Count the lines in the data below holding the string "code" and write the total by itself.

-------- INPUT --------

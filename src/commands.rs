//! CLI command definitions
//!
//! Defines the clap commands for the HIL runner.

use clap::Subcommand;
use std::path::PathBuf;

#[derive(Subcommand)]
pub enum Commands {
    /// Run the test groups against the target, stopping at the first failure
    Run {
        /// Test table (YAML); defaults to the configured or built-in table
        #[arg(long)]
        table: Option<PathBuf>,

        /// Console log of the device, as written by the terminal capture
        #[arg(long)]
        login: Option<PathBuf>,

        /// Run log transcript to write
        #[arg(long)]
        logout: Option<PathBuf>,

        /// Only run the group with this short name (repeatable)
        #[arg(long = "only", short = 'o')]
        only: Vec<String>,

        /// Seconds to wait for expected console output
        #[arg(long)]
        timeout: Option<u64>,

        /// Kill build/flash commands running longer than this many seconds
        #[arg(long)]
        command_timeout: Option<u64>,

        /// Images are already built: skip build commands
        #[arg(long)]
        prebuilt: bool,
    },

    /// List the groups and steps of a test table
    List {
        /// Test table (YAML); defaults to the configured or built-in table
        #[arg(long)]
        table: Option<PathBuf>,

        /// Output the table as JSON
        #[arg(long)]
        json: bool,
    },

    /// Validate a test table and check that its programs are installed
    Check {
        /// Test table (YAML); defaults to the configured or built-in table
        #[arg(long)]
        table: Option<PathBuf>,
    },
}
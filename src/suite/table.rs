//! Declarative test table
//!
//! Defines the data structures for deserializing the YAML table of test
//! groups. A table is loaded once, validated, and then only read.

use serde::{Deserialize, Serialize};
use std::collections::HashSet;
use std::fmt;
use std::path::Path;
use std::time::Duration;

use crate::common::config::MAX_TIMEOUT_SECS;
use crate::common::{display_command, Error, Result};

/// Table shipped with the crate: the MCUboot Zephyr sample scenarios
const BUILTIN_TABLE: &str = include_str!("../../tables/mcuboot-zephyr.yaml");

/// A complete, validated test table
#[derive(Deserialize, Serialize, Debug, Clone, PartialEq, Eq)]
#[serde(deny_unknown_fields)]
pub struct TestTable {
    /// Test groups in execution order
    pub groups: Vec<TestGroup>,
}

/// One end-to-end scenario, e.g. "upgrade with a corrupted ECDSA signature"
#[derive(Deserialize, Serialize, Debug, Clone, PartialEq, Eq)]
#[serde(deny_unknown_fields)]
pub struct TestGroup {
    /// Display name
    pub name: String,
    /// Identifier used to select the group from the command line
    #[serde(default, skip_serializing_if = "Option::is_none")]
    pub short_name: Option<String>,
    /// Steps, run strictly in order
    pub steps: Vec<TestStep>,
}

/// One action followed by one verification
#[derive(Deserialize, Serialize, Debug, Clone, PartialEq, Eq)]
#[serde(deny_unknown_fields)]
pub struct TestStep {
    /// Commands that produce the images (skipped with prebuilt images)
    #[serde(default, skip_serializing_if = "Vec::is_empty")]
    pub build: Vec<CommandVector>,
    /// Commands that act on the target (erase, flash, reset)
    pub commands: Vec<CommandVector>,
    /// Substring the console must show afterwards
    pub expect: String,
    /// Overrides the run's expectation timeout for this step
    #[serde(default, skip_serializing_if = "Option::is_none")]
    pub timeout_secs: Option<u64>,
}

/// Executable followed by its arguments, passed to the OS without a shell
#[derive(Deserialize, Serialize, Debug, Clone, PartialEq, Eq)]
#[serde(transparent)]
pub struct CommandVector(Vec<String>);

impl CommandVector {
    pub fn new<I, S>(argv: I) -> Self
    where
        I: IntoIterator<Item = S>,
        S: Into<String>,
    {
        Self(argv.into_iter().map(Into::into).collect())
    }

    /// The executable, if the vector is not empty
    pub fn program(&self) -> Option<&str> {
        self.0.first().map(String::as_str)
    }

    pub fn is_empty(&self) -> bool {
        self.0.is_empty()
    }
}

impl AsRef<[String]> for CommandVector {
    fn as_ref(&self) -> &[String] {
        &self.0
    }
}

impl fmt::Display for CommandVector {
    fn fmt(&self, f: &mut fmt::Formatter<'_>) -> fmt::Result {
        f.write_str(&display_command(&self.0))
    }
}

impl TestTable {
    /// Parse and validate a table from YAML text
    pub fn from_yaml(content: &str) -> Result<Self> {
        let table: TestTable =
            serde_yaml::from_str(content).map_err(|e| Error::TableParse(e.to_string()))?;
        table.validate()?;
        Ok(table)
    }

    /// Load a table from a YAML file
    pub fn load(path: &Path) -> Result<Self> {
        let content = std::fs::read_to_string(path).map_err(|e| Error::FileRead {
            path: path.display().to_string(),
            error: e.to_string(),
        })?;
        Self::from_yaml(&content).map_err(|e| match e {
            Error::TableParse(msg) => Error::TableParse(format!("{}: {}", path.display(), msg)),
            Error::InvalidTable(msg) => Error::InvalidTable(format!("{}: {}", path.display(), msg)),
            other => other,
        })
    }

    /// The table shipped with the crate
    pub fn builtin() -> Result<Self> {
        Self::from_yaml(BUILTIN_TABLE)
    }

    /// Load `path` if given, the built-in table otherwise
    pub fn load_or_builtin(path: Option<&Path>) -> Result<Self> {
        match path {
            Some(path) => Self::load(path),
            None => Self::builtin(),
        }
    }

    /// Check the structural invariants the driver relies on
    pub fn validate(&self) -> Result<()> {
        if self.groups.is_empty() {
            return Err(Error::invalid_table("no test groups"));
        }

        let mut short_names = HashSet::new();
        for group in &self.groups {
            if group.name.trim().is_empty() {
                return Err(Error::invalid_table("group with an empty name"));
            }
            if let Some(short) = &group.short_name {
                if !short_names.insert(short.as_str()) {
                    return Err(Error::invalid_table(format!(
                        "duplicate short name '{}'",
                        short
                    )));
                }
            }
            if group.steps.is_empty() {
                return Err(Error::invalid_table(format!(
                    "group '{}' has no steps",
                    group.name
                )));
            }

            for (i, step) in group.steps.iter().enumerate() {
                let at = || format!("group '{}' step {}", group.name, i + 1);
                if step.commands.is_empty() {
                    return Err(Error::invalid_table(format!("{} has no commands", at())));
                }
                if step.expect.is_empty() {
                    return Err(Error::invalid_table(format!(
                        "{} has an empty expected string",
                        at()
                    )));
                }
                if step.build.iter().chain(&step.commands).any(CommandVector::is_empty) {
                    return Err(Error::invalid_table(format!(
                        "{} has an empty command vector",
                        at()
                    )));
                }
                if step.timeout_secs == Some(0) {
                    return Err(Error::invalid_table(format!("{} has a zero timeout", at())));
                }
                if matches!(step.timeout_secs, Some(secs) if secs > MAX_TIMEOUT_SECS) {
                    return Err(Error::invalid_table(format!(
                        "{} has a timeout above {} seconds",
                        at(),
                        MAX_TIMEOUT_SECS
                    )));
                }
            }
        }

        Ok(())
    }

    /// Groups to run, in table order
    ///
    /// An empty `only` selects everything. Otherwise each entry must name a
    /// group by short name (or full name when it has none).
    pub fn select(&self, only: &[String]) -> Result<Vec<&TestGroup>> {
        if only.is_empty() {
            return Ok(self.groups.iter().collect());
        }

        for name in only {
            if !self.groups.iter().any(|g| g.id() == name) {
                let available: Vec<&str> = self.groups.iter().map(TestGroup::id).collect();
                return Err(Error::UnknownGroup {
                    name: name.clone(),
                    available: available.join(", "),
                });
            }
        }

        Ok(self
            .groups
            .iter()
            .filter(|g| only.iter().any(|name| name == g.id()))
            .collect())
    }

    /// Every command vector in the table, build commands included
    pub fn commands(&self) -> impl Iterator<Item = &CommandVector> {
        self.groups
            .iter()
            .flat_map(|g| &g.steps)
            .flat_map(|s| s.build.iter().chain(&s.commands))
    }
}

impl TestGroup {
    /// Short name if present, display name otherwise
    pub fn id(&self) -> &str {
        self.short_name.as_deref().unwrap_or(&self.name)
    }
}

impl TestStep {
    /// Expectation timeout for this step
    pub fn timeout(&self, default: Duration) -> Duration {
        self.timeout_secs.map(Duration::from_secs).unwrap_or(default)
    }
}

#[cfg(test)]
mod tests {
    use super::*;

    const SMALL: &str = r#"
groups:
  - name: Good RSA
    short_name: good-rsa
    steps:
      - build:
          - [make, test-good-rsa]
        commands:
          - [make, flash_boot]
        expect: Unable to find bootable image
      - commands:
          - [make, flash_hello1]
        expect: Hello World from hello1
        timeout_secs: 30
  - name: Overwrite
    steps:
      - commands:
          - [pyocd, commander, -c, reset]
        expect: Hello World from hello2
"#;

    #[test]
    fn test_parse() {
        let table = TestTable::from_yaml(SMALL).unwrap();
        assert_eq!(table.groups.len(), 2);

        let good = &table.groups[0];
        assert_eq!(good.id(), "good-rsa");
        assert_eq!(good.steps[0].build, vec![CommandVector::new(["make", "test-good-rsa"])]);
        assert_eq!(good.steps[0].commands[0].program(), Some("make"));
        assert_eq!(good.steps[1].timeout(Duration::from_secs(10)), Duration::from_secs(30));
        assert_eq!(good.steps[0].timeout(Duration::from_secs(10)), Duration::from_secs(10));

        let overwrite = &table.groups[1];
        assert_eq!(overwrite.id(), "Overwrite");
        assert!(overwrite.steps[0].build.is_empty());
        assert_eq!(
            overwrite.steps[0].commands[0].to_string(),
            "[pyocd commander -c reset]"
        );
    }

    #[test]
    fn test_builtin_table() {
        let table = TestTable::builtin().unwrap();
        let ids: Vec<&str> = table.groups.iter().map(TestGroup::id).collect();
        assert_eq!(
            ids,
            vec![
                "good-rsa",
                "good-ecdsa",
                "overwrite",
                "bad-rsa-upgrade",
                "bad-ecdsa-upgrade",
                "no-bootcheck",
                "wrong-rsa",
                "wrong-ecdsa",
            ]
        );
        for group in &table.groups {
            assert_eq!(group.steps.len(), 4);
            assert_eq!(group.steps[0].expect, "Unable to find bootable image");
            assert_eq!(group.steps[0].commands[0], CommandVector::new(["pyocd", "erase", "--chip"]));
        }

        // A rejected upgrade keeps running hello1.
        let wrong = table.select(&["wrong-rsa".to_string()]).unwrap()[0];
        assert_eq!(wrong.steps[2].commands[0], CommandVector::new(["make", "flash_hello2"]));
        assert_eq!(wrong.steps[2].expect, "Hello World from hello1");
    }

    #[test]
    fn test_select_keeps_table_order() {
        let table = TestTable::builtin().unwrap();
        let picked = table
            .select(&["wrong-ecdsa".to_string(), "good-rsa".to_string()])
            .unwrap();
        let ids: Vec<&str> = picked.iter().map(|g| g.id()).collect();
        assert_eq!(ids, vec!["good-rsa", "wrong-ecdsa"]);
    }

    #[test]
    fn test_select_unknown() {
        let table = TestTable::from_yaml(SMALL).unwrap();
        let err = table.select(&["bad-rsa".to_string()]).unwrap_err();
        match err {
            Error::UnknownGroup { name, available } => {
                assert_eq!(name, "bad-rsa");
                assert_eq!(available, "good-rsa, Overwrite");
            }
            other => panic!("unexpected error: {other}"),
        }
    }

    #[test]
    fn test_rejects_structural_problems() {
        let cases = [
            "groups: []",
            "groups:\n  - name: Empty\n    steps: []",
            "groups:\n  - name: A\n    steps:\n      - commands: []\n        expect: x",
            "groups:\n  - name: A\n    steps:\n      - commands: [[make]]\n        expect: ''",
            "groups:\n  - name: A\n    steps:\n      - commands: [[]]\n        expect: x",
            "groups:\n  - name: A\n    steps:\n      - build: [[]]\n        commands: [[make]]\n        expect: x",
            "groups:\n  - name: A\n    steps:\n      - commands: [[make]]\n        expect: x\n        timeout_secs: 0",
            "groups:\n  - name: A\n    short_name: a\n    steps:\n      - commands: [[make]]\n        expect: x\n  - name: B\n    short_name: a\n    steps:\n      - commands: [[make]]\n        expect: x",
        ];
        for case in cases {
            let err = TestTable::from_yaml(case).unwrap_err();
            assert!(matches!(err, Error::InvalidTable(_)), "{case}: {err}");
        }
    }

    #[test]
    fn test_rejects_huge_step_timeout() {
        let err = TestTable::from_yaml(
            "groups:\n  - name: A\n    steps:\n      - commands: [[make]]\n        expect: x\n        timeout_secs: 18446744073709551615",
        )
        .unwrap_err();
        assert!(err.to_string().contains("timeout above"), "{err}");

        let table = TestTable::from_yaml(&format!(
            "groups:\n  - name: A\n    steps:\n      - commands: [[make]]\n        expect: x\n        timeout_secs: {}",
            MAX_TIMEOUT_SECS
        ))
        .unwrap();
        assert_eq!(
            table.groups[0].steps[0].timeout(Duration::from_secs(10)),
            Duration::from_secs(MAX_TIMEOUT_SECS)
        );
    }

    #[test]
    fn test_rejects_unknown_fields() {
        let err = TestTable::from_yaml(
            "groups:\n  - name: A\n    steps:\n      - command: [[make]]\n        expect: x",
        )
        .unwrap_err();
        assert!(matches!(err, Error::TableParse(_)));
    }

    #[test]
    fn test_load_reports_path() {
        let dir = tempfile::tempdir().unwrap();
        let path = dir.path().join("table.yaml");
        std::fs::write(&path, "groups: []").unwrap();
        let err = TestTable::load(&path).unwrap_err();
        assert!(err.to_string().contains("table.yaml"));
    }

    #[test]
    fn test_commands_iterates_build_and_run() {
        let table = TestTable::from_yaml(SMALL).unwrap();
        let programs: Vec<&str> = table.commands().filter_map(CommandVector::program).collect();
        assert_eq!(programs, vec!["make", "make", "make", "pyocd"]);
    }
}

--------
-------- INPUT --------

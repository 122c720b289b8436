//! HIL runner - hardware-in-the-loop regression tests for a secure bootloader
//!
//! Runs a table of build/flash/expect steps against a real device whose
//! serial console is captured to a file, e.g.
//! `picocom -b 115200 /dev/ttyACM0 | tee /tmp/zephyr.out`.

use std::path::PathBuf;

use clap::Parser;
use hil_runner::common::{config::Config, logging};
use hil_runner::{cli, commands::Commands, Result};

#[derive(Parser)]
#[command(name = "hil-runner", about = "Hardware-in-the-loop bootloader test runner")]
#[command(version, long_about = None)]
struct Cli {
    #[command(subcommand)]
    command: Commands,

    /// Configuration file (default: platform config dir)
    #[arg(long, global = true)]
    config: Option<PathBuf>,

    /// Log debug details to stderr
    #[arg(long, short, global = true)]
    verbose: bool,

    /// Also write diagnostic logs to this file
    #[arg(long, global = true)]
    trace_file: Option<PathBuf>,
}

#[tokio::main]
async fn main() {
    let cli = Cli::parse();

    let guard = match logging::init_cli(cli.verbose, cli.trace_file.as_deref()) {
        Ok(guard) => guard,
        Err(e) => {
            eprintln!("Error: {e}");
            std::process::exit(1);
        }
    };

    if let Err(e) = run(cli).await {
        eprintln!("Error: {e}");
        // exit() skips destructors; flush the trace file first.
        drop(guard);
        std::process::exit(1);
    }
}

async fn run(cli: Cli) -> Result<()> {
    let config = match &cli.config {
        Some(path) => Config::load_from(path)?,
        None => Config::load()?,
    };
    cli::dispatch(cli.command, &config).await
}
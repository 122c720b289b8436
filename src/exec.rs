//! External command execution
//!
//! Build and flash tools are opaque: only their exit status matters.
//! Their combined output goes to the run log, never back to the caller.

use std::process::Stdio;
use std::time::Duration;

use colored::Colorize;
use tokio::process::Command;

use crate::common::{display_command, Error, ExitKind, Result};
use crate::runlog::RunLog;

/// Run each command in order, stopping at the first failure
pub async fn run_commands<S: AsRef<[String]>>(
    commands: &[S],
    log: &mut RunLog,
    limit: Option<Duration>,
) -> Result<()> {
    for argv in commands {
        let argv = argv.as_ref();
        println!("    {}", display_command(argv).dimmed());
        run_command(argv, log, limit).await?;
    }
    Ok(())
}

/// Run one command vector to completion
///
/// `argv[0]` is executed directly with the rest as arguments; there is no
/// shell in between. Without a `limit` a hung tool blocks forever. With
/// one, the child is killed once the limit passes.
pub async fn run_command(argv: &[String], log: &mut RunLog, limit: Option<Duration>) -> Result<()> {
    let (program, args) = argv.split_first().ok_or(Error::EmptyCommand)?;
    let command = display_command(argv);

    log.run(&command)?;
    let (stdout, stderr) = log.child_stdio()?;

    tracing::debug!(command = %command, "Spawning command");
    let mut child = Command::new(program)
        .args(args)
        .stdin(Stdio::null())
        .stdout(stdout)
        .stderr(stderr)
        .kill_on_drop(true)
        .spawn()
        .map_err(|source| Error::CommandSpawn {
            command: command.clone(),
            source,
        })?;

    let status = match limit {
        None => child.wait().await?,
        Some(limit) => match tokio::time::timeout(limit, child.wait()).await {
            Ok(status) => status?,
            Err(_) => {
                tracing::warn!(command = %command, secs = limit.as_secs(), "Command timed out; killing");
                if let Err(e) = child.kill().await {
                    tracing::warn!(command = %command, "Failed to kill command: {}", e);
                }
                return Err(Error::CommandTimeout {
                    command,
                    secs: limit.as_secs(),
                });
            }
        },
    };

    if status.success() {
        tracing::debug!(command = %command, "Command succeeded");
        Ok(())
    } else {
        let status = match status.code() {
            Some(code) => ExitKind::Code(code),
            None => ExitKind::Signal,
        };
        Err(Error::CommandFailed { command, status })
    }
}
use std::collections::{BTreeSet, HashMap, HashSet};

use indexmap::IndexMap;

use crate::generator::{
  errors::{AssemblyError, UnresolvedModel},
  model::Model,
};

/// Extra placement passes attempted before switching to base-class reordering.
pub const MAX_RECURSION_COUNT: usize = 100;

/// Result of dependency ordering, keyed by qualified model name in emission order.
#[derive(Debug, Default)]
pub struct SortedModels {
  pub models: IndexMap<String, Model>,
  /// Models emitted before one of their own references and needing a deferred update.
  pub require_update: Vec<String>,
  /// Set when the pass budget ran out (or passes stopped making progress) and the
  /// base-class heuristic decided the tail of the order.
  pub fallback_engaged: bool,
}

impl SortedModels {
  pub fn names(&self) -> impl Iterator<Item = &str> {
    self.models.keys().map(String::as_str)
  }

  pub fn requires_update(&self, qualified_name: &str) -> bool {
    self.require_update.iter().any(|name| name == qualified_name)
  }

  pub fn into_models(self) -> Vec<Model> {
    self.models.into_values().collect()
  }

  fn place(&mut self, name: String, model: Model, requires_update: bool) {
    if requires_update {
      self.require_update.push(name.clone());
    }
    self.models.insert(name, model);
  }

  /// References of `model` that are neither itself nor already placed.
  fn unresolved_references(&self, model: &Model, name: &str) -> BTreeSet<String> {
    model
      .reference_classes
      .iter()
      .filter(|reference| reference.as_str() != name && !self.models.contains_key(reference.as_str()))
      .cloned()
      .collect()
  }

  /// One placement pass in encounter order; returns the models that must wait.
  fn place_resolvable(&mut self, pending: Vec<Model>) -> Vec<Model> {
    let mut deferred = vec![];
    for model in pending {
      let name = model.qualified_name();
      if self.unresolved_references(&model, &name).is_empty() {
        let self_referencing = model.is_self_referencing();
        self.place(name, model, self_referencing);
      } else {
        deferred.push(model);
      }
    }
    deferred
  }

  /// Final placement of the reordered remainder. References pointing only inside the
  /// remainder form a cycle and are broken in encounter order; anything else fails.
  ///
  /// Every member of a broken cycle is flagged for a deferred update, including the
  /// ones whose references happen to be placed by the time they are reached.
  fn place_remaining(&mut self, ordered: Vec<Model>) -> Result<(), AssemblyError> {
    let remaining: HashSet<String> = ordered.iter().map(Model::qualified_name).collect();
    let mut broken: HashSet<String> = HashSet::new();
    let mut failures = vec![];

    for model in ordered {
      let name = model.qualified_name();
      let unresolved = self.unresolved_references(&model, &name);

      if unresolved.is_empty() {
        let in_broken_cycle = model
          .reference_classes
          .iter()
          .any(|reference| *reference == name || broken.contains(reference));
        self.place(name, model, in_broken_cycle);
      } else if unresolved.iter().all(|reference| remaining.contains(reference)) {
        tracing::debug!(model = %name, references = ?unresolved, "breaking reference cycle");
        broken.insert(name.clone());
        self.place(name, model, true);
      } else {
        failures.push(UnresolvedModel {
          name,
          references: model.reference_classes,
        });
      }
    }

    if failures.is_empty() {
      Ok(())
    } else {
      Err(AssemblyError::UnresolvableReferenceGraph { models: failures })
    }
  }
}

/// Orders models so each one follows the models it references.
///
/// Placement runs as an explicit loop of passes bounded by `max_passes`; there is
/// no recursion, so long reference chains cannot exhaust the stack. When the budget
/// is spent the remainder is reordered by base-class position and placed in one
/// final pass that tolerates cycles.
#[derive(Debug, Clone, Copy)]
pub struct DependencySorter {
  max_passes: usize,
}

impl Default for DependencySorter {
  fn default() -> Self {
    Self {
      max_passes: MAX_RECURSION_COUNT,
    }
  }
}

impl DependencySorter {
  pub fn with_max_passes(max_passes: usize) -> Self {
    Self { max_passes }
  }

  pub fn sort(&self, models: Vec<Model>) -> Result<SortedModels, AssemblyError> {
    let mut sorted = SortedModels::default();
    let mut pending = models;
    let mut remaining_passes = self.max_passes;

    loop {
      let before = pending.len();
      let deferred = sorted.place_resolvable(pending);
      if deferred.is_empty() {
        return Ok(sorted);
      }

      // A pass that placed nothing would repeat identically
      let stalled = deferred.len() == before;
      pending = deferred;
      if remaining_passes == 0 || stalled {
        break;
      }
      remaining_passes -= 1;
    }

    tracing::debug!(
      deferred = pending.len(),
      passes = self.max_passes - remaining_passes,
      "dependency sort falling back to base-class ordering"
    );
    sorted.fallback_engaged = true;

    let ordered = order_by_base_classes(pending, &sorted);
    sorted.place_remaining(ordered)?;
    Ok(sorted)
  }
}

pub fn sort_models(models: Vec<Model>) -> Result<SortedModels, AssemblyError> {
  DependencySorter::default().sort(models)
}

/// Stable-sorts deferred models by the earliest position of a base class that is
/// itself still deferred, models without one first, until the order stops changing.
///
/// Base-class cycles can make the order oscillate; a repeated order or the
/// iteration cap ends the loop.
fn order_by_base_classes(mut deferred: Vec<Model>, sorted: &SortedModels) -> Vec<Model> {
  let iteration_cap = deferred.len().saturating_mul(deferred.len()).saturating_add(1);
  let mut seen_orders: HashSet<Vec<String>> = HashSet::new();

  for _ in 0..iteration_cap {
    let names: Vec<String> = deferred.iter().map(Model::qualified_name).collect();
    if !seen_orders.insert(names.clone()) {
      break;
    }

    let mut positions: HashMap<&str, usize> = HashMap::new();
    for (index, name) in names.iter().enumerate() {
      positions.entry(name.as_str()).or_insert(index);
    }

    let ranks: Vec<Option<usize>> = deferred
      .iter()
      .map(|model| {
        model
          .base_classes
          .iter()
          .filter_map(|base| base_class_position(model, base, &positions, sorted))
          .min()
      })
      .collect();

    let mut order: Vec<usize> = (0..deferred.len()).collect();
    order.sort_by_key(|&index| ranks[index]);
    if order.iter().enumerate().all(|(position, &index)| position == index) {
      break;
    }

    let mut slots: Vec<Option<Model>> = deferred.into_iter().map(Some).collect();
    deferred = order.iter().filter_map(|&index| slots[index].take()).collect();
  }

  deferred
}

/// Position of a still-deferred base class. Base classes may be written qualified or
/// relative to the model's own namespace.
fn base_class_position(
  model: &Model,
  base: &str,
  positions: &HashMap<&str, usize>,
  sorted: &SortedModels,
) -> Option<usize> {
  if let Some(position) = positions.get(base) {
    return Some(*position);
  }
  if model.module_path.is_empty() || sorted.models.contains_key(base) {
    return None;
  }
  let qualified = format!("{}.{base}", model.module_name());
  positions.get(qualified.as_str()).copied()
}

--------
-------- INPUT --------

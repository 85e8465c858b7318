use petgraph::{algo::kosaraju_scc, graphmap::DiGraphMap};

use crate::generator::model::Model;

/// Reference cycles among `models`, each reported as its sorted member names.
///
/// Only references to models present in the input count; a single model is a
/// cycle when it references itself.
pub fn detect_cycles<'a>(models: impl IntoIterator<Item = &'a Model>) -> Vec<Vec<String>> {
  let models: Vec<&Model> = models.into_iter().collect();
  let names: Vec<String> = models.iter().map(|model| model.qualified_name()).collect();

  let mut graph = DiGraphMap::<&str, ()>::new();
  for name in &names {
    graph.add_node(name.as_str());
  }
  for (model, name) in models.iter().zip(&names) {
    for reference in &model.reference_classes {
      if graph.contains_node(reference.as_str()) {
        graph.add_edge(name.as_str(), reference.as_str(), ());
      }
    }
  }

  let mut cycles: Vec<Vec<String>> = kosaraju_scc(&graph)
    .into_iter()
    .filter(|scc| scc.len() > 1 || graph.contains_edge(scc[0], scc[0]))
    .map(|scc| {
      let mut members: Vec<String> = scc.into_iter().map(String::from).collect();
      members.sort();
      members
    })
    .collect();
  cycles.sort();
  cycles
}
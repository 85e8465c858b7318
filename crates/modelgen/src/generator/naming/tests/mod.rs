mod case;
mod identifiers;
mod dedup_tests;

--------

▶ **SOLUTION BELOW**:
2